Masse loves to explore new technologies and is always looking for gear that is lighter, more resilient, and versatile. For him, the greatest improvement is the creation of cameras that can produce both high quality still images and video. “We’re bringing in much less gear now,” he says “and it’s made me completely mobile.”
Every photograph is a conversation
There is an inherent tension between our desire to see nature as it exists far away from human interference and the fact the act of seeing nature means literally putting ourselves (or a robotic proxy) inside it. Masse confronts this on a daily basis in his work: the tension between letting animals go about their lives and being cognizant of how his presence will, inevitably, affect them.
To Masse, every photograph is a conversation between him and his subjects. The wolves and bears and sharks he has devoted his life to documenting are just as aware of his presence as he is of theirs.
While many people might prefer to escape the notice of large predators like sharks, for Masse, after diving with them “thousands” of times, it’s just a fact that they know you’re there. “There’s no point in being afraid,” he says “but you do have to be careful. Prudence is the mother of safety.”
This prudence is certainly tested in ways most people would find terrifying. “Often, sharks will come and try to touch you,” he says “but they don’t have hands. They touch with the tip of their nose.” And rows of very sharp teeth are never very far from that nose. Luckily, Masse says the camera is what they usually go for first, an object they find boring enough to leave after touching it.
Perhaps Masse’s greatest skill lies in his respect for, and understanding of, animal psychology and nature. He approaches every photograph, every adventure, as a knowing exchange between two species, rather than a simple act of hunting down prey to catch in a moment unaware.
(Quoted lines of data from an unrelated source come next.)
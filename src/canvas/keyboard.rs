// Copyright 2025 the Runebender Xilem Authors
// SPDX-License-Identifier: Apache-2.0

//! Keyboard edits on the selection: Escape resets and arrow nudges

use super::CanvasMachine;
use crate::editing::{Action, ChangeSet, EditType, InteractiveItem, ItemKind, modification};
use crate::input::Arrow;
use crate::model::Glyph;

impl CanvasMachine {
    /// Clear the modifications of every selected item
    pub(super) fn reset_selected(&self, glyph: &Glyph, actions: &mut Vec<Action>) {
        tracing::debug!("Resetting {} selected item(s)", self.selection.len());
        actions.extend(
            self.selection
                .iter()
                .filter_map(|item| reset_changes(glyph, item))
                .map(Action::ChangeGlyphNodeManually),
        );
    }

    /// Move every selected item one step in the arrow's direction
    pub(super) fn nudge_selected(&self, glyph: &Glyph, arrow: Arrow, actions: &mut Vec<Action>) {
        let step = arrow.unit() * self.config.nudge_step;
        let modifiers = self.drag_modifiers();
        actions.extend(
            self.selection
                .iter()
                .filter_map(|item| {
                    let current = glyph.point(&item.id)?;
                    modification::modify_item(
                        glyph,
                        item,
                        current + step,
                        modifiers,
                        EditType::nudge(arrow),
                    )
                })
                .map(Action::ChangeGlyphNodeManually),
        );
    }
}

/// Change-set returning an item to its unmodified state
fn reset_changes(glyph: &Glyph, item: &InteractiveItem) -> Option<ChangeSet> {
    let changes = ChangeSet::new(glyph.name.clone(), EditType::Reset);
    match item.kind {
        ItemKind::NodeIn | ItemKind::NodeOut | ItemKind::ContourNodeIn | ItemKind::ContourNodeOut => {
            let parent = item.data.parent_id.as_ref()?;
            let suffix = item.kind.handle_side()?.suffix();
            Some(
                changes
                    .with_cleared(parent.field(&format!("dir{suffix}")))
                    .with_cleared(parent.field(&format!("tension{suffix}"))),
            )
        }
        ItemKind::Node => {
            let prefix = item.data.modif_address.as_ref()?;
            Some(
                changes
                    .with_cleared(prefix.field("width"))
                    .with_cleared(prefix.field("angle")),
            )
        }
        kind if kind.is_position_node() => {
            let prefix = item.data.modif_address.as_ref()?;
            Some(changes.with(prefix.field("x"), 0.0).with(prefix.field("y"), 0.0))
        }
        _ => None,
    }
}
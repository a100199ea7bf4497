// Copyright 2025 the Runebender Xilem Authors
// SPDX-License-Identifier: Apache-2.0

//! Canvas settings and interaction constants.
//!
//! These are the compile-time defaults. Every value here can be overridden
//! at runtime through [`crate::config::CanvasConfig`].

// ============================================================================
// CAMERA SETTINGS
// ============================================================================
/// Minimum zoom level (10% of original size)
const MIN_ZOOM: f64 = 0.1;

/// Maximum zoom level (10x original size)
const MAX_ZOOM: f64 = 10.0;

/// Wheel delta divisor for the zoom factor (`1 + wheel / divisor`)
const WHEEL_ZOOM_DIVISOR: f64 = 1000.0;

/// Zoom applied when a double click re-centers the glyph
const RECENTER_ZOOM: f64 = 0.5;

// ============================================================================
// POINTER SETTINGS
// ============================================================================
/// Two pointer-down edges closer than this count as a double click
const DOUBLE_CLICK_MS: u64 = 400;

// ============================================================================
// MODIFICATION SETTINGS
// ============================================================================
/// Tension normalisation factor used by handle modification
const TENSION_FACTOR: f64 = 0.6;

/// Arrow key nudge amount in design units
const NUDGE_STEP: f64 = 1.0;

/// Determinant below which two rays are treated as parallel
const PARALLEL_EPSILON: f64 = 1e-9;

// ============================================================================
// KEY CODES
// ============================================================================
const KEY_SHIFT: u32 = 16;
const KEY_ALT: u32 = 18;
const KEY_ESCAPE: u32 = 27;
const KEY_SPACE: u32 = 32;
const KEY_LEFT: u32 = 37;
const KEY_UP: u32 = 38;
const KEY_RIGHT: u32 = 39;
const KEY_DOWN: u32 = 40;

// ============================================================================
// PUBLIC API
// ============================================================================

/// Camera settings (zoom limits, wheel sensitivity)
pub mod camera {
    /// Minimum zoom level
    pub const MIN_ZOOM: f64 = super::MIN_ZOOM;

    /// Maximum zoom level
    pub const MAX_ZOOM: f64 = super::MAX_ZOOM;

    /// Wheel zoom divisor
    pub const WHEEL_ZOOM_DIVISOR: f64 = super::WHEEL_ZOOM_DIVISOR;

    /// Zoom used by double-click re-centering
    pub const RECENTER_ZOOM: f64 = super::RECENTER_ZOOM;
}

/// Pointer gesture settings
pub mod pointer {
    /// Double click window in milliseconds
    pub const DOUBLE_CLICK_MS: u64 = super::DOUBLE_CLICK_MS;
}

/// Geometric modification settings
pub mod modification {
    /// Tension normalisation factor
    pub const TENSION_FACTOR: f64 = super::TENSION_FACTOR;

    /// Arrow key nudge amount
    pub const NUDGE_STEP: f64 = super::NUDGE_STEP;

    /// Parallel ray threshold
    pub const PARALLEL_EPSILON: f64 = super::PARALLEL_EPSILON;
}

/// Key codes understood by the canvas
pub mod keys {
    pub const SHIFT: u32 = super::KEY_SHIFT;
    pub const ALT: u32 = super::KEY_ALT;
    pub const ESCAPE: u32 = super::KEY_ESCAPE;
    pub const SPACE: u32 = super::KEY_SPACE;
    pub const LEFT: u32 = super::KEY_LEFT;
    pub const UP: u32 = super::KEY_UP;
    pub const RIGHT: u32 = super::KEY_RIGHT;
    pub const DOWN: u32 = super::KEY_DOWN;
}
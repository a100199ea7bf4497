// Copyright 2025 the Runebender Xilem Authors
// SPDX-License-Identifier: Apache-2.0

//! Input sampling.
//!
//! The host feeds raw events into an [`InputSampler`] as they arrive. Once
//! per frame the canvas reads a [`PointerState`] and [`KeyEdges`] snapshot,
//! and the owner clears the frame-scoped parts (edges, delta, wheel) after
//! the step.

pub mod keyboard;
pub mod pointer;

pub use keyboard::{Arrow, KeyEdges};
pub use pointer::{ButtonState, PointerEdge, PointerState};

use kurbo::Point;
use serde::{Deserialize, Serialize};

/// A raw input event from the host
#[derive(Debug, Clone, Copy, PartialEq, Serialize, Deserialize)]
#[serde(tag = "type", rename_all = "kebab-case")]
pub enum InputEvent {
    PointerMove { x: f64, y: f64 },
    PointerDown,
    PointerUp,
    Wheel { delta: f64 },
    KeyDown { code: u32 },
    KeyUp { code: u32 },
}

/// Accumulates host events between frames
#[derive(Debug, Clone, Default)]
pub struct InputSampler {
    pointer: PointerState,
    keys: KeyEdges,
}

impl InputSampler {
    pub fn new() -> Self {
        Self::default()
    }

    /// Feed one event
    pub fn apply(&mut self, event: InputEvent) {
        match event {
            InputEvent::PointerMove { x, y } => self.pointer_moved(Point::new(x, y)),
            InputEvent::PointerDown => self.pointer_down(),
            InputEvent::PointerUp => self.pointer_up(),
            InputEvent::Wheel { delta } => self.wheel(delta),
            InputEvent::KeyDown { code } => self.key_down(code),
            InputEvent::KeyUp { code } => self.key_up(code),
        }
    }

    pub fn pointer_moved(&mut self, position: Point) {
        self.pointer.delta += position - self.pointer.position;
        self.pointer.position = position;
    }

    pub fn pointer_down(&mut self) {
        if self.pointer.button == ButtonState::Up {
            self.pointer.button = ButtonState::Down;
            self.pointer.edge = PointerEdge::Down;
        }
    }

    pub fn pointer_up(&mut self) {
        if self.pointer.button == ButtonState::Down {
            self.pointer.button = ButtonState::Up;
            self.pointer.edge = PointerEdge::Up;
        }
    }

    pub fn wheel(&mut self, delta: f64) {
        self.pointer.wheel += delta;
    }

    /// Key went down; auto-repeat of a held key produces no new edge
    pub fn key_down(&mut self, code: u32) {
        if self.keys.held.insert(code) {
            self.keys.pressed = Some(code);
        }
    }

    pub fn key_up(&mut self, code: u32) {
        if self.keys.held.remove(&code) {
            self.keys.released = Some(code);
        }
    }

    pub fn pointer_state(&self) -> PointerState {
        self.pointer
    }

    pub fn key_edges(&self) -> KeyEdges {
        self.keys.clone()
    }

    pub fn clear_key_edges(&mut self) {
        self.keys.pressed = None;
        self.keys.released = None;
    }

    pub fn clear_pointer_edges(&mut self) {
        self.pointer.edge = PointerEdge::None;
    }

    pub fn clear_frame_delta(&mut self) {
        self.pointer.delta = kurbo::Vec2::ZERO;
    }

    pub fn clear_wheel_delta(&mut self) {
        self.pointer.wheel = 0.0;
    }

    /// Clear everything that is only valid for one frame
    pub fn end_frame(&mut self) {
        self.clear_key_edges();
        self.clear_pointer_edges();
        self.clear_frame_delta();
        self.clear_wheel_delta();
    }
}

#[cfg(test)]
mod tests {
    use super::*;
    use kurbo::Vec2;

    #[test]
    fn delta_accumulates_within_frame() {
        let mut sampler = InputSampler::new();
        sampler.pointer_moved(Point::new(10.0, 0.0));
        sampler.pointer_moved(Point::new(15.0, 5.0));
        let pointer = sampler.pointer_state();
        assert_eq!(pointer.position, Point::new(15.0, 5.0));
        assert_eq!(pointer.delta, Vec2::new(15.0, 5.0));

        sampler.end_frame();
        assert_eq!(sampler.pointer_state().delta, Vec2::ZERO);
        assert_eq!(sampler.pointer_state().position, Point::new(15.0, 5.0));
    }

    #[test]
    fn button_edges() {
        let mut sampler = InputSampler::new();
        sampler.pointer_down();
        assert!(sampler.pointer_state().pressed());
        assert!(sampler.pointer_state().is_down());

        sampler.end_frame();
        assert!(!sampler.pointer_state().pressed());
        assert!(sampler.pointer_state().is_down());

        sampler.pointer_up();
        assert!(sampler.pointer_state().released());
        assert!(!sampler.pointer_state().is_down());
    }

    #[test]
    fn repeated_down_has_single_edge() {
        let mut sampler = InputSampler::new();
        sampler.pointer_down();
        sampler.end_frame();
        sampler.pointer_down();
        assert_eq!(sampler.pointer_state().edge, PointerEdge::None);
    }

    #[test]
    fn held_keys_survive_frame_clear() {
        let mut sampler = InputSampler::new();
        sampler.key_down(16);
        assert!(sampler.key_edges().pressed(16));

        sampler.end_frame();
        let keys = sampler.key_edges();
        assert_eq!(keys.pressed, None);
        assert!(keys.is_held(16));

        // Auto-repeat does not re-fire the edge
        sampler.key_down(16);
        assert_eq!(sampler.key_edges().pressed, None);

        sampler.key_up(16);
        let keys = sampler.key_edges();
        assert!(keys.released(16));
        assert!(!keys.is_held(16));
    }

    #[test]
    fn wheel_clears() {
        let mut sampler = InputSampler::new();
        sampler.apply(InputEvent::Wheel { delta: 120.0 });
        sampler.apply(InputEvent::Wheel { delta: -20.0 });
        assert_eq!(sampler.pointer_state().wheel, 100.0);
        sampler.clear_wheel_delta();
        assert!(!sampler.pointer_state().is_wheeling());
    }

    #[test]
    fn events_deserialize() {
        let events: Vec<InputEvent> = serde_json::from_str(
            r#"[{"type":"pointer-move","x":1.0,"y":2.0},{"type":"pointer-down"},{"type":"key-down","code":32}]"#,
        )
        .unwrap();
        assert_eq!(
            events,
            vec![
                InputEvent::PointerMove { x: 1.0, y: 2.0 },
                InputEvent::PointerDown,
                InputEvent::KeyDown { code: 32 }
            ]
        );
    }
}
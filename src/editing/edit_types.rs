// Copyright 2025 the Runebender Xilem Authors
// SPDX-License-Identifier: Apache-2.0

//! Edit types for undo grouping

use crate::input::Arrow;
use serde::{Deserialize, Serialize};

/// Type of edit a change-set belongs to
///
/// The canvas does no undo bookkeeping itself. The hint lets the
/// dispatcher fold consecutive edits of the same type into one undo step.
#[derive(Debug, Clone, Copy, PartialEq, Eq, Serialize, Deserialize)]
#[serde(rename_all = "kebab-case")]
pub enum EditType {
    /// Drag operation in progress (updates current undo group)
    Drag,

    /// Escape reset of manual edits (creates new undo group)
    Reset,

    /// Nudge up (combines with other Up nudges)
    NudgeUp,

    /// Nudge down (combines with other Down nudges)
    NudgeDown,

    /// Nudge left (combines with other Left nudges)
    NudgeLeft,

    /// Nudge right (combines with other Right nudges)
    NudgeRight,
}

impl EditType {
    pub fn nudge(arrow: Arrow) -> Self {
        match arrow {
            Arrow::Up => EditType::NudgeUp,
            Arrow::Down => EditType::NudgeDown,
            Arrow::Left => EditType::NudgeLeft,
            Arrow::Right => EditType::NudgeRight,
        }
    }
}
While he will use bait or migratory patterns to increase his chances — or for dolphins, bring a couple of toys for them to play with — for Masse, “the ocean has no borders. The animals could very well be elsewhere. When you are in the water, you realize that an animal has chosen to come and meet you and offer you some of its time.”
He likes to talk about the time he swam with a humpback whale and her cub as he was snorkeling. For hours he noticed the eyes of the whales would follow him and the other divers. “They were just as curious as we were,” he remembers, “we had established a trust between us.”
Who has the right to our planet?
Like many creatives in recent years, Masse has had to adapt from business pre-Covid — 36-hour flights across the globe, cramped boat rides — to a world of lockdowns and halts in travel. “My usual hunting ground was the Pacific, so I had to resign myself to stay closer and look for the land animals,” he says.
With this shift, he focused on large terrestrial predators, like the wolves and bears of Finland, as well as the majestic bearded vultures in the Pyrenees. Masse explains his predilection for apex predators as a love for the creatures that represent a complex ecosystem. These predators are the most vulnerable to our changing planet, he says: “If one of the links disappears, a cascade of disappearances will follow.”
Masse’s next big trip will be to Australia. “It’s the last continent where I have not set foot professionally. I want to see the Great Barrier Reef before it’s gone,” he says. But he continues to become more and more curious about his own European backyard, especially the up near the arctic. After his recent trip to Finland, he’s planning an expedition to Norway.
Masse feels the impact of climate change personally: every time he returns to a location for a shoot, he takes note of the march of global warming and pollution.
He hopes his work will bring awareness, not just to spur action, but to remind us of the moral obligation we have to our fellow species. “This diversity and this freedom that we have,” he says “we must share with the other inhabitants. They have, like us, the right to live there.”